WGMP (1170 AM, 104.9 The Gump) is an alternative rock formatted radio station that serves the Montgomery Metropolitan Area, in Alabama, United States, broadcasting on the AM band at a frequency of 1170 KHz and via a broadcast translator on the FM band at 104.9 MHz.

The station's "104.9 The Gump" branding features the frequency of its broadcast translator, W285AJ, rather than its licensed AM frequency.
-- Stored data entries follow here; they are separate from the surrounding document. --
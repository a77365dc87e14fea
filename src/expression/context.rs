//! Variable context handed to an evaluator

use serde_json::{Map, Value};

/// Named variables visible to an expression.
///
/// Variable names may themselves contain dots (`Exif.title`), so lookups of
/// dotted paths try the longest matching variable name first and navigate
/// into the value with the remaining segments.
#[derive(Debug, Clone, Default, PartialEq)]
pub struct EvalContext {
    variables: Map<String, Value>,
}

impl EvalContext {
    pub fn new() -> Self {
        Self::default()
    }

    pub fn from_map(variables: Map<String, Value>) -> Self {
        Self { variables }
    }

    /// Set a variable, replacing any previous value under that name
    pub fn insert(&mut self, name: impl Into<String>, value: Value) {
        self.variables.insert(name.into(), value);
    }

    pub fn get(&self, name: &str) -> Option<&Value> {
        self.variables.get(name)
    }

    pub fn len(&self) -> usize {
        self.variables.len()
    }

    pub fn is_empty(&self) -> bool {
        self.variables.is_empty()
    }

    /// Resolve a dotted path such as `Exif.GPS.latitude`.
    pub fn lookup(&self, path: &str) -> Option<&Value> {
        let segments: Vec<&str> = path.split('.').collect();
        for split in (1..=segments.len()).rev() {
            let name = segments[..split].join(".");
            if let Some(root) = self.variables.get(&name) {
                if let Some(found) = navigate(root, &segments[split..]) {
                    return Some(found);
                }
            }
        }
        None
    }
}

fn navigate<'a>(root: &'a Value, segments: &[&str]) -> Option<&'a Value> {
    let mut current = root;
    for segment in segments {
        current = match current {
            Value::Object(map) => map.get(*segment)?,
            Value::Array(items) => items.get(segment.parse::<usize>().ok()?)?,
            _ => return None,
        };
    }
    Some(current)
}
//! Settings: which expressions feed which asset fields, and the default
//! variables every expression can see
//!
//! Loaded once at startup from YAML:
//!
//! ```yaml
//! metadata_mapping:
//!   title: "Exif.title"
//!   tags: "Iptc.keywords | split(',')"
//! default_context:
//!   Site: { name: "Archive" }
//! ```

use serde::{Deserialize, Serialize};
use serde_json::{Map, Value};
use std::path::{Path, PathBuf};
use thiserror::Error;

/// Errors from loading settings
#[derive(Debug, Error)]
pub enum ConfigError {
    #[error("failed to read {path}: {source}")]
    Io {
        path: PathBuf,
        #[source]
        source: std::io::Error,
    },

    #[error("invalid settings: {0}")]
    Yaml(#[from] serde_yaml::Error),
}

/// Result type for settings loading
pub type ConfigResult<T> = Result<T, ConfigError>;

/// An asset field that can be fed by an expression
#[derive(Debug, Clone, Copy, PartialEq, Eq, Hash)]
pub enum MappedField {
    Title,
    Caption,
    Tags,
    Collections,
}

impl MappedField {
    pub const ALL: [MappedField; 4] = [
        MappedField::Title,
        MappedField::Caption,
        MappedField::Tags,
        MappedField::Collections,
    ];

    pub fn as_str(&self) -> &'static str {
        match self {
            Self::Title => "title",
            Self::Caption => "caption",
            Self::Tags => "tags",
            Self::Collections => "collections",
        }
    }
}

impl std::fmt::Display for MappedField {
    fn fmt(&self, f: &mut std::fmt::Formatter<'_>) -> std::fmt::Result {
        f.write_str(self.as_str())
    }
}

/// Per-field expressions. A missing entry leaves that field untouched.
#[derive(Debug, Clone, Default, PartialEq, Eq, Serialize, Deserialize)]
#[serde(deny_unknown_fields)]
pub struct MappingConfig {
    #[serde(default, skip_serializing_if = "Option::is_none")]
    pub title: Option<String>,
    #[serde(default, skip_serializing_if = "Option::is_none")]
    pub caption: Option<String>,
    #[serde(default, skip_serializing_if = "Option::is_none")]
    pub tags: Option<String>,
    #[serde(default, skip_serializing_if = "Option::is_none")]
    pub collections: Option<String>,
}

impl MappingConfig {
    pub fn new() -> Self {
        Self::default()
    }

    /// Set the expression for a field
    pub fn with(mut self, field: MappedField, expression: impl Into<String>) -> Self {
        let slot = match field {
            MappedField::Title => &mut self.title,
            MappedField::Caption => &mut self.caption,
            MappedField::Tags => &mut self.tags,
            MappedField::Collections => &mut self.collections,
        };
        *slot = Some(expression.into());
        self
    }

    pub fn expression(&self, field: MappedField) -> Option<&str> {
        match field {
            MappedField::Title => self.title.as_deref(),
            MappedField::Caption => self.caption.as_deref(),
            MappedField::Tags => self.tags.as_deref(),
            MappedField::Collections => self.collections.as_deref(),
        }
    }

    /// Fields that have an expression configured
    pub fn configured_fields(&self) -> Vec<MappedField> {
        MappedField::ALL
            .into_iter()
            .filter(|field| self.expression(*field).is_some())
            .collect()
    }
}

/// Everything the mapper is configured with
#[derive(Debug, Clone, Default, PartialEq, Serialize, Deserialize)]
#[serde(deny_unknown_fields)]
pub struct Settings {
    #[serde(default)]
    pub metadata_mapping: MappingConfig,
    /// Variables available to every expression, beneath the asset's metadata
    #[serde(default)]
    pub default_context: Map<String, Value>,
}

impl Settings {
    /// Parse settings from YAML text. Empty text yields default settings.
    pub fn from_yaml_str(yaml: &str) -> ConfigResult<Self> {
        if yaml.trim().is_empty() {
            return Ok(Self::default());
        }
        Ok(serde_yaml::from_str(yaml)?)
    }

    /// Read and parse a YAML settings file
    pub fn load(path: impl AsRef<Path>) -> ConfigResult<Self> {
        let path = path.as_ref();
        let yaml = std::fs::read_to_string(path).map_err(|source| ConfigError::Io {
            path: path.to_path_buf(),
            source,
        })?;
        let settings = Self::from_yaml_str(&yaml)?;
        tracing::debug!(
            path = %path.display(),
            fields = ?settings.metadata_mapping.configured_fields(),
            "loaded settings"
        );
        Ok(settings)
    }
}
The station is locally owned and operated by Bluewater Broadcasting Company, LLC. The station's studios are located on Wall St. in Midtown Montgomery.  The transmitter for WGMP is north of the city, while the translator's transmitter is in midtown near Greenwood Cemetery.

WGMP participates in Montgomery rating survey by Arbitron (Market #150) and is monitored by Mediabase.

History
The station first hit the airwaves in January 1939 as WJJJ, owned by George William "Will" Covington, Jr.  (1170 AM is the second-oldest frequency in use in the Montgomery market, the oldest being 1440 kHz, which began as WSFA, later became WHHY, and finally WLWI.) It broadcast from studios in the Excelsior Hotel in downtown Montgomery.  In 1948, Covington changed the call letters to WCOV, naming it after himself.  It would eventually spawn Montgomery's first television station, which still has the WCOV-TV call letters.

Covington died in 1949, and his family kept the station until selling it to Gay-Bell Corporation in 1964, earning a substantial return on their investment of 25 years earlier.  The station changed its call letters to WACV in November 1984, after Gay-Bell sold it.  As WACV, it adopted a talk radio format.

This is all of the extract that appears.